About this exercise:
Search the records for "status" and copy each line that holds it.
══════════
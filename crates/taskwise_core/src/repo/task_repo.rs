//! Task repository contracts and SQLite implementation.
//!
//! # Responsibility
//! - Provide create/update/delete/list APIs over the `tasks` collection.
//! - Apply prioritization results as one all-or-nothing batch.
//! - Keep SQL details inside the core persistence boundary.
//!
//! # Invariants
//! - Write paths validate titles before SQL mutations.
//! - Read paths reject invalid persisted state instead of masking it.
//! - Listing order is always `created_at DESC`, newest insert first on ties.
//! - The priority batch writes only the `priority` column.

use crate::db::migrations::{current_user_version, latest_version};
use crate::db::DbError;
use crate::model::task::{Priority, Task, TaskId, TaskValidationError};
use log::{error, info};
use rusqlite::{params, Connection, OptionalExtension, Row, Transaction, TransactionBehavior};
use std::error::Error;
use std::fmt::{Display, Formatter};
use uuid::Uuid;

const TASK_SELECT_SQL: &str = "SELECT
    id,
    title,
    description,
    completed,
    priority,
    created_at
FROM tasks";

const REQUIRED_COLUMNS: &[&str] = &[
    "id",
    "title",
    "description",
    "completed",
    "priority",
    "created_at",
];

pub type RepoResult<T> = Result<T, RepoError>;

/// Repository error for task persistence and query operations.
#[derive(Debug)]
pub enum RepoError {
    Validation(TaskValidationError),
    Db(DbError),
    NotFound(TaskId),
    InvalidData(String),
    /// Connection was not bootstrapped through `open_db*`.
    UninitializedConnection {
        expected_version: u32,
        actual_version: u32,
    },
    MissingRequiredTable(&'static str),
    MissingRequiredColumn {
        table: &'static str,
        column: &'static str,
    },
}

impl Display for RepoError {
    fn fmt(&self, f: &mut Formatter<'_>) -> std::fmt::Result {
        match self {
            Self::Validation(err) => write!(f, "{err}"),
            Self::Db(err) => write!(f, "{err}"),
            Self::NotFound(id) => write!(f, "task not found: {id}"),
            Self::InvalidData(message) => write!(f, "invalid persisted task data: {message}"),
            Self::UninitializedConnection {
                expected_version,
                actual_version,
            } => write!(
                f,
                "connection schema version {actual_version} does not match expected {expected_version}"
            ),
            Self::MissingRequiredTable(table) => write!(f, "missing required table `{table}`"),
            Self::MissingRequiredColumn { table, column } => {
                write!(f, "missing required column `{table}.{column}`")
            }
        }
    }
}

impl Error for RepoError {
    fn source(&self) -> Option<&(dyn Error + 'static)> {
        match self {
            Self::Validation(err) => Some(err),
            Self::Db(err) => Some(err),
            _ => None,
        }
    }
}

impl From<TaskValidationError> for RepoError {
    fn from(value: TaskValidationError) -> Self {
        Self::Validation(value)
    }
}

impl From<DbError> for RepoError {
    fn from(value: DbError) -> Self {
        Self::Db(value)
    }
}

impl From<rusqlite::Error> for RepoError {
    fn from(value: rusqlite::Error) -> Self {
        Self::Db(DbError::Sqlite(value))
    }
}

/// One queued field update produced by reconciliation.
#[derive(Debug, Clone, Copy, PartialEq, Eq)]
pub struct PriorityUpdate {
    pub id: TaskId,
    pub priority: Priority,
}

/// Outcome of an applied priority batch.
#[derive(Debug, Clone, PartialEq, Eq, Default)]
pub struct CommitReport {
    /// Tasks whose priority was written.
    pub applied: Vec<TaskId>,
    /// Tasks deleted or completed after the snapshot was taken.
    pub skipped: Vec<TaskId>,
}

/// Repository interface for the task collection.
pub trait TaskRepository {
    /// Inserts a task with store-assigned id and creation time.
    fn create_task(&self, title: &str, description: &str) -> RepoResult<Task>;
    fn get_task(&self, id: TaskId) -> RepoResult<Option<Task>>;
    /// Lists every task, newest first.
    fn list_tasks(&self) -> RepoResult<Vec<Task>>;
    fn update_content(&self, id: TaskId, title: &str, description: &str) -> RepoResult<()>;
    fn set_completed(&self, id: TaskId, completed: bool) -> RepoResult<()>;
    fn delete_task(&self, id: TaskId) -> RepoResult<()>;
    /// Applies every update in one transaction.
    ///
    /// Each update only lands if the task still exists and is still active;
    /// others are reported as skipped. Any storage failure rolls back the
    /// whole batch.
    fn apply_priority_batch(&self, updates: &[PriorityUpdate]) -> RepoResult<CommitReport>;
    /// Monotonic marker that changes when another connection commits.
    fn data_version(&self) -> RepoResult<i64>;
}

/// SQLite-backed task repository.
pub struct SqliteTaskRepository<'conn> {
    conn: &'conn Connection,
}

impl<'conn> SqliteTaskRepository<'conn> {
    /// Wraps a connection after checking it was fully migrated.
    ///
    /// # Errors
    /// - `UninitializedConnection` when `user_version` is not the latest.
    /// - `MissingRequiredTable`/`MissingRequiredColumn` when the schema is
    ///   incomplete.
    pub fn try_new(conn: &'conn Connection) -> RepoResult<Self> {
        let actual_version = current_user_version(conn)?;
        let expected_version = latest_version();
        if actual_version != expected_version {
            return Err(RepoError::UninitializedConnection {
                expected_version,
                actual_version,
            });
        }

        let columns = table_columns(conn, "tasks")?;
        if columns.is_empty() {
            return Err(RepoError::MissingRequiredTable("tasks"));
        }
        for column in REQUIRED_COLUMNS {
            if !columns.iter().any(|existing| existing == column) {
                return Err(RepoError::MissingRequiredColumn {
                    table: "tasks",
                    column,
                });
            }
        }

        Ok(Self { conn })
    }
}

impl TaskRepository for SqliteTaskRepository<'_> {
    fn create_task(&self, title: &str, description: &str) -> RepoResult<Task> {
        if title.trim().is_empty() {
            return Err(TaskValidationError::EmptyTitle.into());
        }

        let id = Uuid::new_v4();
        self.conn.execute(
            "INSERT INTO tasks (id, title, description, completed, priority)
             VALUES (?1, ?2, ?3, 0, NULL);",
            params![id.to_string(), title, description],
        )?;

        self.get_task(id)?.ok_or_else(|| {
            RepoError::InvalidData(format!("created task {id} not found in read-back"))
        })
    }

    fn get_task(&self, id: TaskId) -> RepoResult<Option<Task>> {
        let mut stmt = self
            .conn
            .prepare(&format!("{TASK_SELECT_SQL} WHERE id = ?1;"))?;
        let mut rows = stmt.query([id.to_string()])?;
        if let Some(row) = rows.next()? {
            return Ok(Some(parse_task_row(row)?));
        }
        Ok(None)
    }

    fn list_tasks(&self) -> RepoResult<Vec<Task>> {
        let mut stmt = self.conn.prepare(&format!(
            "{TASK_SELECT_SQL} ORDER BY created_at DESC, rowid DESC;"
        ))?;
        let mut rows = stmt.query([])?;
        let mut tasks = Vec::new();
        while let Some(row) = rows.next()? {
            tasks.push(parse_task_row(row)?);
        }
        Ok(tasks)
    }

    fn update_content(&self, id: TaskId, title: &str, description: &str) -> RepoResult<()> {
        if title.trim().is_empty() {
            return Err(TaskValidationError::EmptyTitle.into());
        }

        let changed = self.conn.execute(
            "UPDATE tasks
             SET
                title = ?1,
                description = ?2,
                updated_at = CAST((julianday('now') - 2440587.5) * 86400000 AS INTEGER)
             WHERE id = ?3;",
            params![title, description, id.to_string()],
        )?;
        ensure_changed(changed, id)
    }

    fn set_completed(&self, id: TaskId, completed: bool) -> RepoResult<()> {
        let changed = self.conn.execute(
            "UPDATE tasks
             SET
                completed = ?1,
                updated_at = CAST((julianday('now') - 2440587.5) * 86400000 AS INTEGER)
             WHERE id = ?2;",
            params![bool_to_int(completed), id.to_string()],
        )?;
        ensure_changed(changed, id)
    }

    fn delete_task(&self, id: TaskId) -> RepoResult<()> {
        let changed = self
            .conn
            .execute("DELETE FROM tasks WHERE id = ?1;", [id.to_string()])?;
        ensure_changed(changed, id)
    }

    fn apply_priority_batch(&self, updates: &[PriorityUpdate]) -> RepoResult<CommitReport> {
        let mut report = CommitReport::default();
        if updates.is_empty() {
            return Ok(report);
        }

        // Dropping the transaction without commit rolls every update back.
        let tx = Transaction::new_unchecked(self.conn, TransactionBehavior::Immediate)?;
        {
            let mut stmt = tx.prepare(
                "UPDATE tasks
                 SET
                    priority = ?1,
                    updated_at = CAST((julianday('now') - 2440587.5) * 86400000 AS INTEGER)
                 WHERE id = ?2 AND completed = 0;",
            )?;
            for update in updates {
                let changed = match stmt
                    .execute(params![update.priority.as_str(), update.id.to_string()])
                {
                    Ok(changed) => changed,
                    Err(err) => {
                        error!(
                            "event=priority_batch module=repo status=error batch_size={} error={}",
                            updates.len(),
                            err
                        );
                        return Err(err.into());
                    }
                };
                if changed == 0 {
                    report.skipped.push(update.id);
                } else {
                    report.applied.push(update.id);
                }
            }
        }
        tx.commit()?;

        info!(
            "event=priority_batch module=repo status=ok applied={} skipped={}",
            report.applied.len(),
            report.skipped.len()
        );
        Ok(report)
    }

    fn data_version(&self) -> RepoResult<i64> {
        let version = self
            .conn
            .query_row("PRAGMA data_version;", [], |row| row.get::<_, i64>(0))?;
        Ok(version)
    }
}

fn ensure_changed(changed: usize, id: TaskId) -> RepoResult<()> {
    if changed == 0 {
        return Err(RepoError::NotFound(id));
    }
    Ok(())
}

fn table_columns(conn: &Connection, table: &str) -> RepoResult<Vec<String>> {
    let exists = conn
        .query_row(
            "SELECT name FROM sqlite_master WHERE type = 'table' AND name = ?1;",
            [table],
            |row| row.get::<_, String>(0),
        )
        .optional()?;
    if exists.is_none() {
        return Ok(Vec::new());
    }

    let mut stmt = conn.prepare(&format!("PRAGMA table_info({table});"))?;
    let columns = stmt
        .query_map([], |row| row.get::<_, String>("name"))?
        .collect::<Result<Vec<_>, _>>()?;
    Ok(columns)
}

fn parse_task_row(row: &Row<'_>) -> RepoResult<Task> {
    let id_text: String = row.get("id")?;
    let id = Uuid::parse_str(&id_text)
        .map_err(|_| RepoError::InvalidData(format!("invalid id value `{id_text}` in tasks.id")))?;

    let priority = match row.get::<_, Option<String>>("priority")? {
        Some(value) => Some(value.parse::<Priority>().map_err(|_| {
            RepoError::InvalidData(format!("invalid priority `{value}` in tasks.priority"))
        })?),
        None => None,
    };

    let completed = match row.get::<_, i64>("completed")? {
        0 => false,
        1 => true,
        other => {
            return Err(RepoError::InvalidData(format!(
                "invalid completed value `{other}` in tasks.completed"
            )));
        }
    };

    let task = Task {
        id,
        title: row.get("title")?,
        description: row.get("description")?,
        completed,
        created_at: row.get("created_at")?,
        priority,
    };
    task.validate()?;
    Ok(task)
}

fn bool_to_int(value: bool) -> i64 {
    if value {
        1
    } else {
        0
    }
}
══════════
Output below:
                            "event=priority_batch module=repo status=error batch_size={} error={}",
            "event=priority_batch module=repo status=ok applied={} skipped={}",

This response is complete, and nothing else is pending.